To convert from a binary fraction to a decimal fraction:
Let's use your example of #.011b: Multiply the binary fractional number by the power of 2 necessary to move the point to the right of the rightmost digit. In our case we need to move the point three places to the right, so we multiply by 2^3, which gives us
#11b. Use the calc to convert this to decimal, which yields 3.
Divide this by 2^3 (to remove it) and we get .375 .
Going the other way is essentially the reverse of the above, take your decimal fraction and start multiplying by increasing powers of 2 until it's an integer (just start hitting 2 multiply while keeping count)...in our case .375 becomes an integer (3) after being multiplied by 2^3 (8).
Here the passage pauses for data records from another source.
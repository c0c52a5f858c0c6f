//! The instruction dispatcher.
//!
//! [`FormProcessor::process`] is the single recursive entry point for
//! expressions. A node is classified once:
//!
//! | Node | Route |
//! |------|-------|
//! | integer / float / string token | constant |
//! | `true` / `false` | `bool` constant |
//! | other symbol | variable read |
//! | `(core form args...)` | core form, marked as core-prefixed |
//! | `(form args...)` with a core form head | core form, unless a function of that name is in scope |
//! | any other list | macro expander, then overload resolution and a call |
//!
//! Every handler takes the block to emit into and returns the block to
//! continue from inside its [`ParseResult`]. A failed sub-form stops the
//! handler before it emits anything further.

use kiln_backend::{BackendError, BlockId, FunctionId, IrModule, ValueId};
use kiln_diagnostic::ErrorGuaranteed;
use kiln_ir::{Name, NodeId, NodeKind, Span, Token, TokenKind};
use kiln_types::Idx;
use smallvec::SmallVec;

use crate::stack::ensure_sufficient_stack;
use crate::unit::Unit;
use crate::{errors, CoreForm, FormResult, LocalScope, Param, ParseResult, Storage, Variable};

/// Lowers the expressions of one function body.
pub struct FormProcessor<'u> {
    pub(crate) unit: &'u mut Unit,
    pub(crate) func: FunctionId,
    scope: LocalScope,
    /// Macro rewrites applied to reach the node being processed.
    expansion_depth: u32,
}

impl<'u> FormProcessor<'u> {
    pub fn new(unit: &'u mut Unit, func: FunctionId) -> Self {
        FormProcessor {
            unit,
            func,
            scope: LocalScope::new(),
            expansion_depth: 0,
        }
    }

    pub fn unit(&self) -> &Unit {
        self.unit
    }

    pub fn scope(&self) -> &LocalScope {
        &self.scope
    }

    pub(crate) fn into_unit(self) -> &'u mut Unit {
        self.unit
    }

    /// Bind `name` to an SSA value. Reads of it are not lvalues.
    pub fn bind_value(&mut self, name: Name, ty: Idx, value: ValueId) -> Option<Variable> {
        self.scope.bind(
            name,
            Variable {
                ty,
                storage: Storage::Value(value),
            },
        )
    }

    /// Bind `name` to the storage `slot`, a pointer to a `ty`.
    pub fn bind_slot(&mut self, name: Name, ty: Idx, slot: ValueId) -> Option<Variable> {
        self.scope.bind(
            name,
            Variable {
                ty,
                storage: Storage::Slot(slot),
            },
        )
    }

    /// Copy parameter `index` into a fresh stack slot and bind it.
    pub(crate) fn spill_param(
        &mut self,
        block: BlockId,
        index: usize,
        param: Param,
        span: Span,
    ) -> FormResult<()> {
        let Some(value) = self.unit.ctx.module.param(self.func, index) else {
            return Err(self
                .unit
                .ctx
                .error(errors::internal(span, "parameter index out of range")));
        };
        let llty = self.unit.ctx.backend_type(param.ty);
        let slot = self.backend_at(span, |m| {
            let slot = m.alloca(block, llty)?;
            m.store(block, value, slot)?;
            Ok(slot)
        })?;
        self.bind_slot(param.name, param.ty, slot);
        Ok(())
    }

    // ── Dispatch ────────────────────────────────────────────────────

    /// Process `node`, emitting into `block`.
    pub fn process(&mut self, block: BlockId, node: NodeId) -> FormResult {
        ensure_sufficient_stack(|| {
            let result = match self.unit.arena.kind(node) {
                NodeKind::Token(token) => self.process_token(block, node, token),
                NodeKind::List(_) => self.process_list(block, node),
            }?;
            debug_assert!(result.is_consistent(&self.unit.ctx.pool));
            Ok(result)
        })
    }

    fn process_token(&mut self, block: BlockId, node: NodeId, token: Token) -> FormResult {
        let ctx = &mut self.unit.ctx;
        let text = ctx.name_str(token.text);
        match token.kind {
            TokenKind::Int => {
                let llty = ctx.backend_type(Idx::INT);
                match ctx.module.const_int_from_str(llty, true, text) {
                    Ok(value) => Ok(ParseResult::new(block, Idx::INT, value)),
                    Err(BackendError::LiteralOutOfRange { .. }) => {
                        let int = ctx.type_name(Idx::INT);
                        Err(ctx.error(errors::literal_out_of_range(
                            self.unit.arena.span(node),
                            text,
                            &int,
                        )))
                    }
                    Err(_) => Err(self.malformed_literal(node, "integer literal")),
                }
            }
            TokenKind::Float => match text.parse::<f64>() {
                Ok(parsed) => {
                    let llty = ctx.backend_type(Idx::FLOAT);
                    let value = ctx.module.const_float(llty, parsed);
                    Ok(ParseResult::new(block, Idx::FLOAT, value))
                }
                Err(_) => Err(self.malformed_literal(node, "floating-point literal")),
            },
            TokenKind::Str => {
                let ty = ctx.pool.pointer_to(Idx::CHAR);
                let value = ctx.module.global_string(text);
                Ok(ParseResult::new(block, ty, value))
            }
            TokenKind::Symbol => self.process_symbol(block, node, token.text),
        }
    }

    fn process_symbol(&mut self, block: BlockId, node: NodeId, name: Name) -> FormResult {
        if name == self.unit.kw.true_ || name == self.unit.kw.false_ {
            let llty = self.unit.ctx.backend_type(Idx::BOOL);
            let bit = i128::from(name == self.unit.kw.true_);
            let value = self.unit.ctx.module.const_int(llty, bit);
            return Ok(ParseResult::new(block, Idx::BOOL, value));
        }
        let Some(var) = self.scope.lookup(name) else {
            let span = self.unit.arena.span(node);
            let ctx = &mut self.unit.ctx;
            return Err(ctx.error(errors::variable_not_in_scope(span, ctx.name_str(name))));
        };
        match var.storage {
            Storage::Value(value) => Ok(ParseResult::new(block, var.ty, value).owned_elsewhere()),
            Storage::Slot(slot) => {
                let loaded = self.backend(node, |m| m.load(block, slot))?;
                let slot_ty = self.unit.ctx.pool.pointer_to(var.ty);
                Ok(ParseResult::new(block, var.ty, loaded)
                    .with_lvalue(slot, slot_ty)
                    .owned_elsewhere())
            }
        }
    }

    fn process_list(&mut self, block: BlockId, node: NodeId) -> FormResult {
        let items = self.unit.items(node).unwrap_or_default();
        let Some(&head) = items.first() else {
            return Err(self.unit.ctx.error(errors::empty_list(self.unit.arena.span(node))));
        };
        let Some(head_name) = self.unit.arena.symbol(head) else {
            return Err(self.unit.ctx.error(errors::unexpected_element(
                self.unit.arena.span(head),
                "symbol",
                "head of form",
                self.unit.arena.describe(head),
            )));
        };
        let args = &items[1..];

        if let Some(&form) = self.unit.forms.get(&head_name) {
            if form == CoreForm::Core {
                return self.process_core_prefixed(block, node, args);
            }
            if !self.unit.ctx.has_function_named(head_name) {
                tracing::trace!(form = form.name(), "core form");
                return self.process_core_form(block, node, form, args, false);
            }
        }

        match self.unit.try_expand(node, self.expansion_depth)? {
            Some(expanded) => {
                self.expansion_depth += 1;
                let result = self.process(block, expanded);
                self.expansion_depth -= 1;
                result
            }
            None => self.process_call(block, node, head_name, args),
        }
    }

    /// `(core form args...)`: always the core form, even when shadowed.
    fn process_core_prefixed(&mut self, block: BlockId, node: NodeId, args: &[NodeId]) -> FormResult {
        let form = args
            .first()
            .and_then(|&n| self.unit.arena.symbol(n))
            .and_then(|name| self.unit.forms.get(&name).copied())
            .filter(|&form| form != CoreForm::Core);
        match form {
            Some(form) => self.process_core_form(block, node, form, &args[1..], true),
            None => {
                let at = args.first().copied().unwrap_or(node);
                Err(self.unit.ctx.error(errors::unexpected_element(
                    self.unit.arena.span(at),
                    "core form name",
                    "`core`",
                    &self.unit.display(at),
                )))
            }
        }
    }

    /// Evaluate arguments left to right, pick the exact overload, and call it.
    fn process_call(
        &mut self,
        block: BlockId,
        node: NodeId,
        name: Name,
        args: &[NodeId],
    ) -> FormResult {
        let mut block = block;
        let mut evaluated: SmallVec<[ParseResult; 4]> = SmallVec::with_capacity(args.len());
        for &arg in args {
            let result = self.process(block, arg)?;
            block = result.block;
            evaluated.push(result);
        }
        let arg_types: SmallVec<[Idx; 4]> = evaluated.iter().map(|r| r.ty).collect();
        let Some(callee) = self.unit.ctx.lookup_function(name, &arg_types) else {
            let ctx = &self.unit.ctx;
            let shown: Vec<String> = arg_types.iter().map(|&ty| ctx.type_name(ty)).collect();
            let diag = errors::no_matching_function(
                self.unit.arena.span(node),
                ctx.name_str(name),
                &shown,
            );
            return Err(self.unit.ctx.error(diag));
        };
        let (backend, ret) = (callee.backend, callee.return_type);

        let values: SmallVec<[ValueId; 4]> = evaluated.iter().map(|r| r.value).collect();
        let returned = self.backend(node, |m| m.call(block, backend, &values))?;
        let value = match returned {
            Some(value) => value,
            None => self.unit.ctx.void_value(),
        };
        for arg in evaluated {
            block = self.destruct(arg.in_block(block))?.block;
        }
        Ok(ParseResult::new(block, ret, value))
    }

    // ── Shared helpers ──────────────────────────────────────────────

    /// Run a backend operation, reporting its failure at `node`.
    pub(crate) fn backend<T>(
        &mut self,
        node: NodeId,
        op: impl FnOnce(&mut IrModule) -> Result<T, BackendError>,
    ) -> FormResult<T> {
        let span = self.unit.arena.span(node);
        self.backend_at(span, op)
    }

    fn backend_at<T>(
        &mut self,
        span: Span,
        op: impl FnOnce(&mut IrModule) -> Result<T, BackendError>,
    ) -> FormResult<T> {
        op(&mut self.unit.ctx.module).map_err(|err| self.unit.ctx.report_backend(&err, span))
    }

    /// Emit cleanup for a value that is no longer needed.
    pub fn destruct(&mut self, result: ParseResult) -> FormResult {
        crate::destruct(&mut self.unit.ctx, result)
    }

    fn malformed_literal(&mut self, node: NodeId, expected: &str) -> ErrorGuaranteed {
        let span = self.unit.arena.span(node);
        let found = self.unit.display(node);
        self.unit.ctx.error(errors::unexpected_element(span, expected, "expression", &found))
    }
}

#[cfg(test)]
mod tests;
Convert to binary and divide by 2^3 by sliding the point three places to the left.
If your decimal fractional number won't convert to a pure integer by multiplying by increasing powers of two (and most won't), you're looking at a repeating binary fractional number. Carry out the powers of 2 multiplication until you feel you have enough accuracy (2^13 seems like a good place to stop). Example:
To convert .6 decimal to binary: .6 ENTER, 2 multiply repeatedly while counting. Stop at 13 reps (2^13). display reads 4915.2. Convert to binary (calc will round off fractional part of number) to get #1001100110011b, divide by 2^13 by sliding point 13 places to the left to get #.1001100110011...b.
You could write subroutines to help with the tedious aspects of this, but I'll leave that to you.